Función que entrena un fold completo del modelo para clasificación de 4 clases.

In [32]:
# =========================
# TRAIN/EVAL GLOBAL POR FOLD
# =========================
def train_one_fold(fold: int, device):
    """
    Entrena y evalúa el modelo para un fold específico (4 clases).
    
    Args:
        fold: Número del fold (1-5)
        device: Dispositivo para entrenamiento (CPU/GPU)
    
    Returns:
        Tupla con métricas y resultados del fold
    """
    def load_fold_subjects_local(folds_json: Path, fold: int):
        return load_fold_subjects(folds_json, fold)

    # Crear directorio de salida para este fold
    fold_dir = OUTPUT_DIR / f"fold{fold}"
    fold_dir.mkdir(parents=True, exist_ok=True)
    
    train_sub, test_sub = load_fold_subjects_local(FOLDS_JSON, fold)
    train_sub = [s for s in train_sub if subject_id_to_int(s) not in EXCLUDE_SUBJECTS]
    test_sub  = [s for s in test_sub  if subject_id_to_int(s) not in EXCLUDE_SUBJECTS]

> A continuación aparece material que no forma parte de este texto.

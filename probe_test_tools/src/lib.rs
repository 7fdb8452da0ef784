use std::cmp::Ordering;

/// Calling convention shared by every presortedness probe.
///
/// A probe maps a sequence to a non-negative "distance from sorted": zero
/// for an input that already satisfies the probe's notion of sortedness,
/// growing with the amount of disorder. The three entry points mirror the
/// stdlib sort family: natural order, explicit comparator, key extraction
/// applied before every comparison. The comparator has to be a strict weak
/// order and the probes never mutate their input.
pub trait Probe {
    fn name() -> String;

    /// Inclusive upper bound of the measure for an input of `len` elements.
    fn upper_bound(len: usize) -> usize;

    fn probe<T>(v: &[T]) -> usize
    where
        T: Ord;

    fn probe_by<T, F>(v: &[T], compare: F) -> usize
    where
        F: FnMut(&T, &T) -> Ordering;

    fn probe_by_key<T, K, F>(v: &[T], key: F) -> usize
    where
        K: Ord,
        F: FnMut(&T) -> K;
}

// Re-exported for the test instantiation macros.
pub use paste;

pub mod patterns;
//! Antigravity provider implementation.
//!
//! Antigravity uses a local language server probe (no external auth).
//! The probe finds the running server, reads its CSRF token, and queries
//! its Connect-style API for per-model quotas.

mod api;
mod descriptor;
mod error;
mod process;
mod quota;
mod strategies;

pub use api::{LanguageServerClient, parse_command_model_configs, parse_user_status};
pub use descriptor::antigravity_descriptor;
pub use error::AntigravityError;
pub use process::{LanguageServer, find_language_server, parse_listening_ports};
pub use quota::{AccountQuotas, ModelQuota, build_snapshot, select_models};
pub use strategies::AntigravityLocalStrategy;
//! Language server API client.
//!
//! The server speaks Connect-style JSON over HTTPS on loopback with a
//! self-signed certificate.

use chrono::{DateTime, Utc};
use reqwest::header::{CONTENT_TYPE, HeaderMap, HeaderValue};
use serde::Deserialize;
use serde_json::{Value, json};
use tallybar_fetch::HttpClient;
use tracing::{debug, instrument};

use super::error::AntigravityError;
use super::quota::{AccountQuotas, ModelQuota};

// ============================================================================
// Constants
// ============================================================================

const SERVICE: &str = "/exa.language_server_pb.LanguageServerService";
const GET_USER_STATUS: &str = "GetUserStatus";
const GET_COMMAND_MODEL_CONFIGS: &str = "GetCommandModelConfigs";
const GET_UNLEASH_DATA: &str = "GetUnleashData";

const CSRF_HEADER: &str = "x-codeium-csrf-token";

// ============================================================================
// API Response Types
// ============================================================================

#[derive(Debug, Deserialize)]
#[serde(rename_all = "camelCase")]
struct UserStatusResponse {
    code: Option<CodeValue>,
    user_status: Option<UserStatus>,
}

#[derive(Debug, Deserialize)]
#[serde(rename_all = "camelCase")]
struct CommandModelConfigResponse {
    code: Option<CodeValue>,
    client_model_configs: Option<Vec<ModelConfig>>,
}

#[derive(Debug, Deserialize)]
#[serde(rename_all = "camelCase")]
struct UserStatus {
    email: Option<String>,
    plan_status: Option<PlanStatus>,
    cascade_model_config_data: Option<ModelConfigData>,
}

#[derive(Debug, Deserialize)]
#[serde(rename_all = "camelCase")]
struct PlanStatus {
    plan_info: Option<PlanInfo>,
}

#[derive(Debug, Deserialize)]
#[serde(rename_all = "camelCase")]
struct PlanInfo {
    plan_name: Option<String>,
    plan_display_name: Option<String>,
    display_name: Option<String>,
    product_name: Option<String>,
}

impl PlanInfo {
    fn preferred_name(&self) -> Option<&str> {
        [
            &self.plan_display_name,
            &self.display_name,
            &self.product_name,
            &self.plan_name,
        ]
        .into_iter()
        .find_map(|name| name.as_deref().filter(|s| !s.is_empty()))
    }
}

#[derive(Debug, Deserialize)]
#[serde(rename_all = "camelCase")]
struct ModelConfigData {
    client_model_configs: Option<Vec<ModelConfig>>,
}

#[derive(Debug, Deserialize)]
#[serde(rename_all = "camelCase")]
struct ModelConfig {
    label: String,
    model_or_alias: Option<ModelAlias>,
    quota_info: Option<QuotaInfo>,
}

#[derive(Debug, Deserialize)]
struct ModelAlias {
    model: String,
}

#[derive(Debug, Deserialize)]
#[serde(rename_all = "camelCase")]
struct QuotaInfo {
    remaining_fraction: Option<f64>,
    reset_time: Option<String>,
}

#[derive(Debug, Deserialize)]
#[serde(untagged)]
enum CodeValue {
    Int(i64),
    String(String),
}

impl CodeValue {
    fn is_ok(&self) -> bool {
        match self {
            CodeValue::Int(v) => *v == 0,
            CodeValue::String(s) => {
                let lower = s.to_lowercase();
                lower == "ok" || lower == "success" || lower == "0"
            }
        }
    }
}

fn check_code(code: Option<&CodeValue>) -> Result<(), AntigravityError> {
    match code {
        Some(code) if !code.is_ok() => Err(AntigravityError::Api(format!("code {code:?}"))),
        _ => Ok(()),
    }
}

// ============================================================================
// Parsing
// ============================================================================

fn parse_reset_time(value: &str) -> Option<DateTime<Utc>> {
    if let Ok(dt) = DateTime::parse_from_rfc3339(value) {
        return Some(dt.with_timezone(&Utc));
    }
    value
        .parse::<i64>()
        .ok()
        .and_then(|secs| DateTime::from_timestamp(secs, 0))
}

fn quotas_from(configs: Vec<ModelConfig>) -> Vec<ModelQuota> {
    configs
        .into_iter()
        .filter_map(|config| {
            let quota = config.quota_info?;
            Some(ModelQuota {
                model_id: config
                    .model_or_alias
                    .map(|m| m.model)
                    .unwrap_or_else(|| config.label.clone()),
                label: config.label,
                remaining_fraction: quota.remaining_fraction,
                reset_time: quota.reset_time.as_deref().and_then(parse_reset_time),
            })
        })
        .collect()
}

/// Parses a `GetUserStatus` body.
pub fn parse_user_status(body: &str) -> Result<AccountQuotas, AntigravityError> {
    let response: UserStatusResponse = serde_json::from_str(body)
        .map_err(|e| AntigravityError::InvalidResponse(format!("{GET_USER_STATUS}: {e}")))?;
    check_code(response.code.as_ref())?;

    let status = response
        .user_status
        .ok_or_else(|| AntigravityError::InvalidResponse("missing userStatus".to_string()))?;

    let plan = status
        .plan_status
        .and_then(|p| p.plan_info)
        .and_then(|info| info.preferred_name().map(String::from));
    let models = status
        .cascade_model_config_data
        .and_then(|d| d.client_model_configs)
        .unwrap_or_default();

    Ok(AccountQuotas {
        models: quotas_from(models),
        email: status.email,
        plan,
    })
}

/// Parses a `GetCommandModelConfigs` body. Carries no account details.
pub fn parse_command_model_configs(body: &str) -> Result<AccountQuotas, AntigravityError> {
    let response: CommandModelConfigResponse = serde_json::from_str(body).map_err(|e| {
        AntigravityError::InvalidResponse(format!("{GET_COMMAND_MODEL_CONFIGS}: {e}"))
    })?;
    check_code(response.code.as_ref())?;

    Ok(AccountQuotas {
        models: quotas_from(response.client_model_configs.unwrap_or_default()),
        email: None,
        plan: None,
    })
}

fn request_metadata() -> Value {
    json!({
        "metadata": {
            "ideName": "antigravity",
            "extensionName": "antigravity",
            "ideVersion": "unknown",
            "locale": "en"
        }
    })
}

// ============================================================================
// API Client
// ============================================================================

/// Client for one language server instance.
#[derive(Debug)]
pub struct LanguageServerClient<'a> {
    http: &'a HttpClient,
    port: u16,
    csrf_token: &'a str,
}

impl<'a> LanguageServerClient<'a> {
    /// Creates a client for a port.
    pub fn new(http: &'a HttpClient, port: u16, csrf_token: &'a str) -> Self {
        Self {
            http,
            port,
            csrf_token,
        }
    }

    /// Returns the first port in `ports` that answers a cheap request.
    pub async fn first_responsive(
        http: &'a HttpClient,
        ports: &[u16],
        csrf_token: &'a str,
    ) -> Result<LanguageServerClient<'a>, AntigravityError> {
        for &port in ports {
            let client = Self::new(http, port, csrf_token);
            match client.ping().await {
                Ok(()) => return Ok(client),
                Err(e) => debug!(port, error = %e, "Port did not answer"),
            }
        }
        Err(AntigravityError::PortDetectionFailed("no working API port".to_string()))
    }

    /// Fetches quotas, preferring `GetUserStatus` and falling back to
    /// `GetCommandModelConfigs`.
    #[instrument(skip(self), fields(port = self.port))]
    pub async fn quotas(&self) -> Result<AccountQuotas, AntigravityError> {
        match self.call(GET_USER_STATUS, &request_metadata()).await {
            Ok(body) => match parse_user_status(&body) {
                Ok(quotas) if !quotas.models.is_empty() => return Ok(quotas),
                Ok(_) => debug!("User status carried no model quotas"),
                Err(e) => debug!(error = %e, "User status unusable"),
            },
            Err(e) => debug!(error = %e, "User status request failed"),
        }

        let body = self
            .call(GET_COMMAND_MODEL_CONFIGS, &request_metadata())
            .await?;
        parse_command_model_configs(&body)
    }

    async fn ping(&self) -> Result<(), AntigravityError> {
        let body = json!({
            "context": {
                "properties": {
                    "ide": "antigravity",
                    "installationId": "tallybar"
                }
            }
        });
        self.call(GET_UNLEASH_DATA, &body).await.map(|_| ())
    }

    async fn call(&self, method: &str, body: &Value) -> Result<String, AntigravityError> {
        let url = format!("https://127.0.0.1:{}{SERVICE}/{method}", self.port);

        let mut headers = HeaderMap::new();
        headers.insert(CONTENT_TYPE, HeaderValue::from_static("application/json"));
        headers.insert("connect-protocol-version", HeaderValue::from_static("1"));
        headers.insert(
            CSRF_HEADER,
            HeaderValue::from_str(self.csrf_token)
                .map_err(|_| AntigravityError::Api("CSRF token is not a valid header".to_string()))?,
        );

        let response = self.http.post_json_with_headers(&url, headers, body).await?;
        let status = response.status();
        if !status.is_success() {
            return Err(AntigravityError::Api(format!("{method} returned HTTP {status}")));
        }
        Ok(response.text().await?)
    }
}

// ============================================================================
// Tests
// ============================================================================

#[cfg(test)]
mod tests {
    use super::*;

    #[test]
    fn test_parse_user_status() {
        let body = r#"{
            "code": 0,
            "userStatus": {
                "email": "dev@example.com",
                "planStatus": {"planInfo": {"planName": "pro", "planDisplayName": "Pro Plan"}},
                "cascadeModelConfigData": {
                    "clientModelConfigs": [
                        {
                            "label": "Claude Sonnet 4.5",
                            "modelOrAlias": {"model": "MODEL_CLAUDE"},
                            "quotaInfo": {"remainingFraction": 0.75, "resetTime": "2026-10-15T18:00:00Z"}
                        },
                        {"label": "No quota model", "modelOrAlias": {"model": "X"}}
                    ]
                }
            }
        }"#;

        let quotas = parse_user_status(body).unwrap();
        assert_eq!(quotas.email.as_deref(), Some("dev@example.com"));
        assert_eq!(quotas.plan.as_deref(), Some("Pro Plan"));
        assert_eq!(quotas.models.len(), 1);
        assert_eq!(quotas.models[0].model_id, "MODEL_CLAUDE");
        assert!(quotas.models[0].reset_time.is_some());
    }

    #[test]
    fn test_error_code_rejected() {
        assert!(matches!(
            parse_user_status(r#"{"code": "permission_denied"}"#),
            Err(AntigravityError::Api(_))
        ));
        assert!(matches!(
            parse_command_model_configs(r#"{"code": 7}"#),
            Err(AntigravityError::Api(_))
        ));
    }

    #[test]
    fn test_parse_command_model_configs() {
        let body = r#"{"code": "OK", "clientModelConfigs": [
            {"label": "Gemini 3 Flash", "quotaInfo": {"remainingFraction": 0.5, "resetTime": "1760551200"}}
        ]}"#;
        let quotas = parse_command_model_configs(body).unwrap();
        assert!(quotas.email.is_none());
        assert_eq!(quotas.models[0].model_id, "Gemini 3 Flash");
        assert!(quotas.models[0].reset_time.is_some());
    }

    #[test]
    fn test_parse_reset_time() {
        assert!(parse_reset_time("2024-01-15T12:00:00Z").is_some());
        assert!(parse_reset_time("1705320000").is_some());
        assert!(parse_reset_time("soon").is_none());
    }

    #[test]
    fn test_missing_user_status() {
        assert!(matches!(
            parse_user_status(r#"{"code": 0}"#),
            Err(AntigravityError::InvalidResponse(_))
        ));
    }
}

    rng = np.random.RandomState(RANDOM_STATE + fold)
    tr_subjects = sorted(train_sub)

    if VAL_STRAT_SUBJECT and len(tr_subjects) > 1:
        y_dom = build_subject_label_map(tr_subjects)
        if np.any(y_dom < 0):
            mask = y_dom >= 0
            moda = int(np.bincount(y_dom[mask]).argmax()) if mask.sum() > 0 else 0
            y_dom[~mask] = moda
        n_val_subj = max(1, int(round(len(tr_subjects) * VAL_SUBJECT_FRAC)))
        sss = StratifiedShuffleSplit(
            n_splits=1, test_size=n_val_subj,
            random_state=RANDOM_STATE + fold
        )
        idx = np.arange(len(tr_subjects))
        _, val_idx = next(sss.split(idx, y_dom))
        val_subjects = sorted([tr_subjects[i] for i in val_idx])
        train_subjects = [s for s in tr_subjects if s not in val_subjects]
    else:
        tr_subjects_shuf = tr_subjects.copy()
        rng.shuffle(tr_subjects_shuf)
        n_val_subj = max(1, int(round(len(tr_subjects_shuf) * VAL_SUBJECT_FRAC)))
        val_subjects = sorted(tr_subjects_shuf[:n_val_subj])
        train_subjects = sorted(tr_subjects_shuf[n_val_subj:])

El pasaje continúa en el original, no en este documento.